Wednesday, November 7, 2007

Anniversary

As some of you know, I suffered an emotional collapse just over a year ago—All Saints Day, to be exact. It took me a few months to recover, with the help of an excellent psychiatrist and some medication, although it has taken this full year to begin to feel like myself again (whoever that might be). I no longer take meds. Leaving the New York City stress factory has helped my healing. Being able to retire as an Episcopal clergy has been a pivotal blessing: The Episcopal Church (or, to be fair, any church) is a petri dish for killer stress. Moving to Portland, Oregon, has revived my spirit and improved my vision. Everyone here is so positive—and, as those of you who know me know, I have to struggle to see the good news. But mostly I think I am just happy to be more than four thousand miles away from the east coast, where I lived all of my former life (although I miss many of you who live there, especially my [adult] children and my aging mother).

We have a surprising number of new friends here, most of them writers. I have been writing almost constantly since we got here in June. I have nearly finished a book critiquing the church (but also offering some reflections on what I see as a way out of the current Christianity quagmire). There have been several short stories (a new genre for me), a fistful of poems, notes for a new play, and the draft of the first third of a novel.

A couple of my older plays are being read by theaters—one of them, Enlightenment, is based on the last years of Thomas Merton; it has not been produced. It excites me to know that theaters are interested in it. The idea for the play was first suggested to me in the early 1980s by my agent at the time, Lucy Kroll. She was right that I should write it, but the play itself had to await the publication of Merton’s complete journals because of privacy issues. When the journals came out in the late 90s, I read them all and quickly wrote the play. It had been gestating for a long time and was ready to be born. After one staged reading in New York, however, the script sat in my desk drawer for seven years while I worked long, frustrating, and mostly fruitless hours for the church. Last month I completed a revision and sent it off to a theater here on the west coast. When it is produced—and I know it will be—I will let you know. Soon, I hope.

Perhaps the most unexpected accomplishment of these months has been the founding of my new publishing company, KenArnoldBooks, which will issue its first four titles in January and February of 2008. The launch party will be in early March. I will have much more to say about the publishing program as time goes on—but it should surprise no one who reads this blog that I am looking for books that are radical in their perspective, daring and provocative. I am not seeking to publish orthodox thinkers or writers. Nor am I only interested in religion—but insofar as I am publishing books with a spiritual bent, they will represent all traditions.

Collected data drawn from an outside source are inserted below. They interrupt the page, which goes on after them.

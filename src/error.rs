// Error handling for the user store

use std::fmt;

/// Failures the user store reports back to the provisioner
#[derive(Debug)]
pub enum SeedError {
    NotFound(String),
    Duplicate(String),
    Validation(String),
    Database(String),
}

impl fmt::Display for SeedError {
    fn fmt(&self, f: &mut fmt::Formatter<'_>) -> fmt::Result {
        match self {
            SeedError::NotFound(username) => write!(f, "User '{}' does not exist", username),
            SeedError::Duplicate(username) => write!(f, "User '{}' already exists", username),
            SeedError::Validation(msg) => write!(f, "Validation error: {}", msg),
            SeedError::Database(msg) => write!(f, "Database error: {}", msg),
        }
    }
}

impl std::error::Error for SeedError {}

// Extension trait for database result handling
pub trait DbResultExt<T> {
    /// Convert database errors to SeedError::Database, mapping UNIQUE violations to Duplicate
    fn db_err(self, username: &str) -> Result<T, SeedError>;
}

impl<T> DbResultExt<T> for Result<T, sqlx::Error> {
    fn db_err(self, username: &str) -> Result<T, SeedError> {
        self.map_err(|e| match &e {
            sqlx::Error::Database(db) if db.is_unique_violation() => {
                SeedError::Duplicate(username.to_string())
            }
            _ => SeedError::Database(e.to_string()),
        })
    }
}
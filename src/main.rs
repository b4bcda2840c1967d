use seed_test_users::config::Settings;
use tracing_subscriber::EnvFilter;

#[tokio::main]
async fn main() {
    tracing_subscriber::fmt()
        .with_env_filter(
            EnvFilter::try_from_default_env().unwrap_or_else(|_| EnvFilter::new("warn")),
        )
        .with_writer(std::io::stderr)
        .init();

    let settings = Settings::from_cli();
    tracing::debug!(?settings, "starting");

    let mut stdout = std::io::stdout().lock();
    if let Err(e) = seed_test_users::run(&settings, &mut stdout).await {
        eprintln!("❌ Error al inicializar: {:#}", e);
        std::process::exit(1);
    }
}
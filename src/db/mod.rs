// Database module for the users table

pub mod seed;
pub mod store;

use anyhow::{Context, Result};
use serde::{Deserialize, Serialize};
use chrono::NaiveDateTime;
use sqlx::{
    sqlite::{SqliteConnectOptions, SqlitePool, SqlitePoolOptions, SqliteRow},
    Row,
};
use std::{fmt, str::FromStr};

pub const IN_MEMORY: &str = ":memory:";

// Open the database and run migrations
pub async fn init_db(db_path: &str) -> Result<SqlitePool> {
    let pool = if db_path == IN_MEMORY {
        let options = SqliteConnectOptions::from_str("sqlite::memory:")?.foreign_keys(true);

        // Every connection to :memory: is a separate database, so keep exactly one
        SqlitePoolOptions::new()
            .max_connections(1)
            .connect_with(options)
            .await
            .context("Failed to open in-memory database")?
    } else {
        // Plain filename, so '?' and '#' are never read as URL syntax
        let options = SqliteConnectOptions::new()
            .filename(db_path)
            .create_if_missing(true)
            .foreign_keys(true);

        SqlitePool::connect_with(options)
            .await
            .with_context(|| format!("Failed to open database {}", db_path))?
    };

    let migration_sql = include_str!("../../migrations/001_create_users.sql");
    sqlx::query(migration_sql)
        .execute(&pool)
        .await
        .context("Failed to run migrations")?;

    tracing::debug!(db_path, "database ready");

    Ok(pool)
}

#[derive(Debug, Clone, Copy, PartialEq, Eq, Hash, Serialize, Deserialize)]
#[serde(rename_all = "lowercase")]
pub enum Role {
    Admin,
    Supervisor,
    Employee,
}

impl Role {
    pub fn as_str(&self) -> &'static str {
        match self {
            Role::Admin => "admin",
            Role::Supervisor => "supervisor",
            Role::Employee => "employee",
        }
    }

    /// Heading used in the credential summary
    pub fn label(&self) -> &'static str {
        match self {
            Role::Admin => "Admin",
            Role::Supervisor => "Supervisor",
            Role::Employee => "Employee",
        }
    }

    /// Name shown in the Spanish status lines
    pub fn localized_label(&self) -> &'static str {
        match self {
            Role::Admin => "Administrador",
            Role::Supervisor => "Supervisor",
            Role::Employee => "Empleado",
        }
    }
}

impl fmt::Display for Role {
    fn fmt(&self, f: &mut fmt::Formatter<'_>) -> fmt::Result {
        f.write_str(self.as_str())
    }
}

impl FromStr for Role {
    type Err = anyhow::Error;

    fn from_str(s: &str) -> Result<Self> {
        match s.to_ascii_lowercase().as_str() {
            "admin" => Ok(Role::Admin),
            "supervisor" => Ok(Role::Supervisor),
            "employee" => Ok(Role::Employee),
            other => anyhow::bail!("Unknown role: {}", other),
        }
    }
}

// User models
#[derive(Debug, Clone, PartialEq)]
pub struct User {
    pub id: i64,
    pub username: String,
    pub email: String,
    pub first_name: String,
    pub last_name: String,
    pub role: Role,
    pub department: Option<String>,
    pub is_active: bool,
    pub created_at: NaiveDateTime,
    pub updated_at: NaiveDateTime,
}

impl User {
    pub fn full_name(&self) -> String {
        format!("{} {}", self.first_name, self.last_name).trim().to_string()
    }

    fn from_row(row: &SqliteRow) -> Result<Self, sqlx::Error> {
        let role: String = row.try_get("role")?;
        Ok(User {
            id: row.try_get("id")?,
            username: row.try_get("username")?,
            email: row.try_get("email")?,
            first_name: row.try_get("first_name")?,
            last_name: row.try_get("last_name")?,
            role: role.parse().map_err(|e: anyhow::Error| sqlx::Error::Decode(e.into()))?,
            department: row.try_get("department")?,
            is_active: row.try_get("is_active")?,
            created_at: row.try_get("created_at")?,
            updated_at: row.try_get("updated_at")?,
        })
    }
}

/// Attributes for a user that has not been stored yet
#[derive(Debug, Clone)]
pub struct NewUser {
    pub username: String,
    pub email: String,
    pub password: String,
    pub first_name: String,
    pub last_name: String,
    pub role: Role,
    pub department: Option<String>,
}

const USER_COLUMNS: &str = "id, username, email, first_name, last_name, role, department, \
     is_active, created_at, updated_at";

// Check whether a username is taken
pub async fn user_exists(pool: &SqlitePool, username: &str) -> Result<bool> {
    let count: i64 = sqlx::query_scalar("SELECT COUNT(*) FROM users WHERE username = ?")
        .bind(username)
        .fetch_one(pool)
        .await?;

    Ok(count > 0)
}

// Insert a user row; the caller supplies an already hashed password
pub async fn create_user(pool: &SqlitePool, user: &NewUser, password_hash: &str) -> Result<User, sqlx::Error> {
    let row = sqlx::query(&format!(
        "INSERT INTO users (username, email, password_hash, first_name, last_name, role, department)
         VALUES (?, ?, ?, ?, ?, ?, ?)
         RETURNING {}",
        USER_COLUMNS
    ))
    .bind(&user.username)
    .bind(&user.email)
    .bind(password_hash)
    .bind(&user.first_name)
    .bind(&user.last_name)
    .bind(user.role.as_str())
    .bind(&user.department)
    .fetch_one(pool)
    .await?;

    User::from_row(&row)
}

// Find user by username
pub async fn get_user_by_username(pool: &SqlitePool, username: &str) -> Result<Option<User>> {
    let row = sqlx::query(&format!("SELECT {} FROM users WHERE username = ?", USER_COLUMNS))
        .bind(username)
        .fetch_optional(pool)
        .await?;

    Ok(row.as_ref().map(User::from_row).transpose()?)
}

// Fetch the stored hash for a username
pub async fn get_password_hash(pool: &SqlitePool, username: &str) -> Result<Option<String>> {
    let hash = sqlx::query_scalar("SELECT password_hash FROM users WHERE username = ?")
        .bind(username)
        .fetch_optional(pool)
        .await?;

    Ok(hash)
}

// List all users, oldest first
pub async fn list_all_users(pool: &SqlitePool) -> Result<Vec<User>> {
    let rows = sqlx::query(&format!("SELECT {} FROM users ORDER BY id", USER_COLUMNS))
        .fetch_all(pool)
        .await?;

    Ok(rows.iter().map(User::from_row).collect::<Result<_, _>>()?)
}
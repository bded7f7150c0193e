use pretty_assertions::assert_eq;
use session_backend::{BackendError, DatasetSummary, MessageKind, Role, SessionId, UploadFile};
use session_sync::{
    synthetic_burst, UploadCoordinator, UploadError, UploadOutcome, UploadState,
    FOLLOW_UP_MESSAGE,
};
use time::macros::datetime;
use time::OffsetDateTime;

fn now() -> OffsetDateTime {
    datetime!(2024-03-01 12:00 UTC)
}

fn files(names: &[&str]) -> Vec<UploadFile> {
    names
        .iter()
        .map(|name| UploadFile::new(*name, name.as_bytes().to_vec()))
        .collect()
}

fn sales_dataset() -> DatasetSummary {
    DatasetSummary {
        name: "sales.csv".to_string(),
        path: "/data/sales.csv".to_string(),
        rows: 120,
        columns: 4,
        column_names: ["region", "month", "units", "revenue"]
            .map(String::from)
            .to_vec(),
        missing_values: None,
    }
}

#[test]
fn submissions_past_the_cap_are_dropped_in_order() {
    let mut uploads = UploadCoordinator::new(5);

    let outcome = uploads.submit(files(&["1", "2", "3", "4", "5", "6", "7"]));

    assert_eq!(outcome.accepted, 5);
    assert_eq!(outcome.dropped, vec!["6".to_string(), "7".to_string()]);
    assert_eq!(uploads.pending_names(), vec!["1", "2", "3", "4", "5"]);
}

#[test]
fn completed_files_count_against_the_cap() {
    let mut uploads = UploadCoordinator::new(3);
    let session_id = SessionId::new("s-1");
    uploads.submit(files(&["a.csv", "b.csv"]));
    let ticket = uploads.begin(Some(&session_id)).expect("begin");
    uploads
        .finish(ticket.epoch, Ok(sales_dataset()), now())
        .expect("current epoch");

    let outcome = uploads.submit(files(&["c.csv", "d.csv"]));

    assert_eq!(outcome.accepted, 1);
    assert_eq!(outcome.dropped, vec!["d.csv".to_string()]);
}

#[test]
fn remove_is_refused_while_a_batch_is_in_flight() {
    let mut uploads = UploadCoordinator::default();
    uploads.submit(files(&["a.csv", "b.csv", "c.csv"]));

    let removed = uploads.remove(1).expect("index in range");
    assert_eq!(removed.name, "b.csv");
    assert!(uploads.remove(5).is_none());

    uploads.begin(Some(&SessionId::new("s-1"))).expect("begin");
    assert!(uploads.remove(0).is_none());
    assert_eq!(uploads.pending_names(), vec!["a.csv", "c.csv"]);
}

#[test]
fn begin_requires_a_session_a_queue_and_no_batch_in_flight() {
    let mut uploads = UploadCoordinator::default();
    let session_id = SessionId::new("s-1");

    assert_eq!(uploads.begin(None), Err(UploadError::NoSession));
    assert_eq!(uploads.begin(Some(&session_id)), Err(UploadError::EmptyQueue));

    uploads.submit(files(&["a.csv"]));
    let ticket = uploads.begin(Some(&session_id)).expect("begin");
    assert_eq!(ticket.files.len(), 1);
    assert_eq!(uploads.state(), UploadState::InFlight);
    assert_eq!(uploads.begin(Some(&session_id)), Err(UploadError::InFlight));
}

#[test]
fn failure_keeps_the_pending_queue() {
    let mut uploads = UploadCoordinator::default();
    uploads.submit(files(&["a.csv", "b.csv"]));
    let ticket = uploads.begin(Some(&SessionId::new("s-1"))).expect("begin");
    uploads.record_progress(ticket.epoch, 3, 10);

    let outcome = uploads
        .finish(
            ticket.epoch,
            Err(BackendError::rejected(413, "payload too large")),
            now(),
        )
        .expect("current epoch");

    assert!(matches!(
        outcome,
        UploadOutcome::Failed(UploadError::Backend(ref reason)) if reason.contains("413")
    ));
    assert_eq!(uploads.state(), UploadState::Failed);
    assert_eq!(uploads.progress_percent(), 0);
    assert_eq!(uploads.pending_names(), vec!["a.csv", "b.csv"]);

    // The same queue can be retried.
    assert!(uploads.begin(Some(&SessionId::new("s-1"))).is_ok());
}

#[test]
fn progress_is_aggregate_and_never_moves_backwards() {
    let mut uploads = UploadCoordinator::default();
    uploads.submit(files(&["a.csv"]));
    let ticket = uploads.begin(Some(&SessionId::new("s-1"))).expect("begin");

    assert!(uploads.record_progress(ticket.epoch, 25, 100));
    assert_eq!(uploads.progress_percent(), 25);
    assert!(!uploads.record_progress(ticket.epoch, 10, 100));
    assert_eq!(uploads.progress_percent(), 25);
    assert!(uploads.record_progress(ticket.epoch, 250, 200));
    assert_eq!(uploads.progress_percent(), 100);
}

#[test]
fn detach_invalidates_the_in_flight_batch() {
    let mut uploads = UploadCoordinator::default();
    uploads.submit(files(&["a.csv"]));
    let ticket = uploads.begin(Some(&SessionId::new("s-1"))).expect("begin");
    uploads.record_progress(ticket.epoch, 5, 10);

    uploads.detach();

    assert!(!uploads.record_progress(ticket.epoch, 10, 10));
    assert!(uploads
        .finish(ticket.epoch, Ok(sales_dataset()), now())
        .is_none());
    assert_eq!(uploads.state(), UploadState::Idle);
    assert_eq!(uploads.progress_percent(), 0);
    assert_eq!(uploads.pending_names(), vec!["a.csv"]);
}

#[test]
fn teardown_drops_the_pending_queue_and_frees_the_cap() {
    let mut uploads = UploadCoordinator::new(2);
    let session_id = SessionId::new("s-1");
    uploads.submit(files(&["a.csv"]));
    let ticket = uploads.begin(Some(&session_id)).expect("begin");
    uploads
        .finish(ticket.epoch, Ok(sales_dataset()), now())
        .expect("current epoch");
    uploads.submit(files(&["b.csv"]));

    uploads.teardown();

    assert!(uploads.pending().is_empty());
    assert_eq!(uploads.state(), UploadState::Idle);
    let outcome = uploads.submit(files(&["c.csv", "d.csv"]));
    assert_eq!(outcome.accepted, 2);
}

#[test]
fn success_drains_the_batch_and_builds_the_burst() {
    let mut uploads = UploadCoordinator::default();
    uploads.submit(files(&["sales.csv"]));
    let ticket = uploads.begin(Some(&SessionId::new("s-1"))).expect("begin");

    let outcome = uploads
        .finish(ticket.epoch, Ok(sales_dataset()), now())
        .expect("current epoch");

    let UploadOutcome::Succeeded {
        dataset,
        files,
        messages,
    } = outcome
    else {
        panic!("expected a successful upload");
    };
    assert_eq!(dataset, sales_dataset());
    assert_eq!(files, vec!["sales.csv".to_string()]);
    assert_eq!(messages.len(), 3);
    assert!(uploads.pending().is_empty());
    assert_eq!(uploads.progress_percent(), 100);
    assert_eq!(uploads.state(), UploadState::Succeeded);
}

#[test]
fn burst_reports_dataset_statistics() {
    let messages = synthetic_burst(&["sales.csv".to_string()], &sales_dataset(), now());

    let contents: Vec<&str> = messages.iter().map(|message| message.content.as_str()).collect();
    assert_eq!(
        contents,
        vec![
            "Uploaded sales.csv.",
            "Your dataset has 120 rows and 4 columns: region, month, units, revenue.",
            FOLLOW_UP_MESSAGE,
        ]
    );
    assert!(messages.iter().all(|message| message.role == Role::Assistant));
    assert_eq!(
        messages[1].kind,
        MessageKind::Dataset {
            dataset: sales_dataset()
        }
    );
}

So, a year after a frightening encounter with demons, I am engaged with the work that has always mattered most to me: writing and publishing. And for the first time in my life I am doing both with as much freedom as we ever achieve. I can write (almost) whatever I please and publish only what interests me.

May you all know such freedom in your own lives. If you do, hold on to it; if you don’t, do something now. We so quickly run out of time. The demons are always waiting.

2 comments:

Ken Burton said...

There is an important learning here for all of us: when I am as committed to, and enmeshed in, a particular system or structure, as you were in TEC (both as deacon and as publisher), it sometimes take a psychically violent act to call our attention to the need to extract ourselves from it. Sometimes this takes the form of a psychotic break, a temporary psychosis which leads to a rebalancing of the inner energies. Whether or not this label is correctly applied to your 2006 experience, I am not qualified to say, but the principle is important for all who seek lives that are both committed and balanced.

As an East Coast person, I am a bit puzzled by the role that geography appears to have played in your life-giving changes. I’m not sure what conclusions, if any, can be validly drawn from this aspect of your experience.

Then there is the role in these emotional and spiritual cataclysms of a strong support system. You refer to the writers’ community in the northwest and a skill psychiatrist in NYC. I know that Connie played an important role, and I’m sure there were others. My point is not that we need a complete list, but rather that such major life changes, particularly when they come in a relatively compressed time frame, almost always require strong support from some kind of community, formal or informal, to be successfully navigated. One of the sad ironies of your story is that the church, which should be a major source of such support, was, for you, the obstacle in your path that had to be overcome.

Danny Fell said...

I continue to find your comments very inspirational. Over the past year, I have struggled with a number of business challenges and a feeling that I was at the lowest point of my career and personal accomplishments. Yet, at the same time, some of the very best experiences have come out of this period for me personally. I have learned that family and friends are more important to me than ever – and far more important than what I do for a living. And I have stretched and challenged my beliefs in so many new ways that I feel I have grown more in my faith in the past nine months than I have in the last decade. Thanks for sharing your experiences Ken. I am truly thankful for you, Connie and your gift of communicating the feelings and ideas that make us who we are.